La période est peu connue : nous sommes en 1803, vingt-sept ans après l’indépendance des Treize Colonies. Pour protéger leur commerce en Méditerranée (alors que la protection anglaise ne leur est plus acquise), les Américains ont mis en chantier une nouvelle classe de frégates, exceptionnelles, dont le fameux USS CONSTITUTION (dans la vraie vie, le plus vieux navire de guerre toujours à flot, visitable à Boston). Sous les ordres du commodore Preble, la mission du CONSTITUTION est de contrer les menées barbaresques qui troublent le commerce en Méditerranée à partir de ces nids de pirates que sont depuis longtemps Alger, Tunis et Tripoli, terrorisant les marchands et rançonnant les équipages…
D’abord un coup de chapeau à l’exactitude historique de cette saga (fort bien documentée) et à la précision du crayon de l’auteur : les paysages, portraits de navires, tableaux de combats et scènes de vie à bord sont magnifiques. Rien ne manque ! On sent une grande maîtrise de la question maritime (jusqu’au vocabulaire), l’érudition d’un modéliste naval doublée d’une grande virtuosité dans le dessin au trait et un talent certain pour projeter de l’embrun dans les arrêts sur image. Cet album excelle à dépeindre la vie des entreponts et les physionomies, appuyé par une palette de coloris sombres, diablement efficace. On apprendra beaucoup sur la vie des équipages de ce temps, le service du canon, la vigilance d’un navire de guerre à la mer. Un petit regret cependant, rien n’est dit (encore) sur la caractéristique majeure de ce navire, premier personnage de l’album : la résistance inhabituelle de sa muraille aux boulets adverses, qui s’explique notamment par la densité du chêne Live Oak provenant de la côte est américaine. Plus tard peut-être ?
La force du livre est surtout dans l’image : Bonnet donne sa pleine mesure par le dessin plutôt que par les textes. Ses planches en disent souvent bien plus que la composante dialoguée du récit, toujours un peu en arrière de la main. Ainsi l’implicite visuel prédomine dans la scène du marché aux esclaves de Tanger, où le jeune aspirant (héros de l’album) reste sans voix en découvrant des femmes captives mises en vente en pleine rue ; un peu plus loin on ne nous dit pas trop ce que devient un équipage de prise envoyé sur un chébec en feu, tout s’explique dans l’image…
Voici quelques années, Franck Bonnet avait cosigné avec Marc Bourgne les 12 tomes de la série très réussie Les pirates de Barataria, inspirée par l’histoire du pirate français Jean Laffite.
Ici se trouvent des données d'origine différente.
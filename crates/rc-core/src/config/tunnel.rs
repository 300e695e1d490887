//! Tunnel configuration

use serde::{Deserialize, Serialize};
use std::time::Duration;

use super::serde_utils::duration_secs;
use crate::readiness::ReadinessPolicy;
use crate::types::TunnelKind;

/// Which tunnel to use and how to drive it
#[derive(Debug, Clone, Default, PartialEq, Serialize, Deserialize)]
#[serde(default)]
pub struct TunnelConfig {
    pub kind: TunnelKind,
    pub ngrok: NgrokConfig,
    pub argo: ArgoConfig,
}

/// ngrok settings
#[derive(Debug, Clone, PartialEq, Serialize, Deserialize)]
#[serde(default)]
pub struct NgrokConfig {
    /// Auth token from the ngrok dashboard (prompted for when absent)
    pub authtoken: Option<String>,

    /// Region code such as `us` or `jp` (prompted for when absent)
    pub region: Option<String>,

    /// Polling of the local API after the client starts
    pub warmup: ReadinessPolicy,
}

impl Default for NgrokConfig {
    fn default() -> Self {
        Self {
            authtoken: None,
            region: None,
            warmup: ReadinessPolicy::with_timeout(Duration::from_secs(2)),
        }
    }
}

/// Cloudflare Argo Tunnel settings
#[derive(Debug, Clone, PartialEq, Serialize, Deserialize)]
#[serde(default)]
pub struct ArgoConfig {
    /// Local port for cloudflared's metrics server
    pub metrics_port: u16,

    /// How many times to look for the public hostname
    pub hostname_attempts: u32,

    /// Pause between hostname lookups, in seconds
    #[serde(with = "duration_secs")]
    pub hostname_interval: Duration,

    /// Polling until the metrics server answers
    pub warmup: ReadinessPolicy,
}

impl Default for ArgoConfig {
    fn default() -> Self {
        Self {
            metrics_port: 49589,
            hostname_attempts: 20,
            hostname_interval: Duration::from_secs(10),
            warmup: ReadinessPolicy::with_timeout(Duration::from_secs(4)),
        }
    }
}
Bonnet repart seul cette fois, en auteur complet (scénario et dessins), porté par une veine maritime et une trame qui n’est pas sans rappeler Les passagers du vent du grand François Bourgeon.
L’histoire est centrée sur la vie d’un aspirant de 16 ans embarqué sur le Constitution, Pierre-Mary Corbières, un peu trop doué, un peu trop seul, un peu trop sage… Jusque-là pourtant, la vie n’a pas souri à ce personnage. Son bref parcours est constellé de drames : perte du père, de la mère, de tout appui familial en somme. Son isolement et sa pureté juvénile inquiètent dans le monde brutal d’un navire de guerre. L’horizon s’obscurcit encore lorsqu’on sent poindre à proximité la menace d’un ennemi venu de l’enfance. Comme au cœur de toute fiction romanesque bien ficelée, il y a un secret, un double et lourd secret.
On jugera peut-être un peu systématique le recours au flash-back « rêvé » pour faire émerger la trajectoire passée du protagoniste et lui donner, via le hors-champ du sommeil, une certaine épaisseur biographique. Mais il s’agit d’un premier tome. Et la loi du genre est de camper le décor, de distribuer les rôles une fois pour toutes entre bons et méchants, amis et ennemis, surgis du passé ou de la vie présente.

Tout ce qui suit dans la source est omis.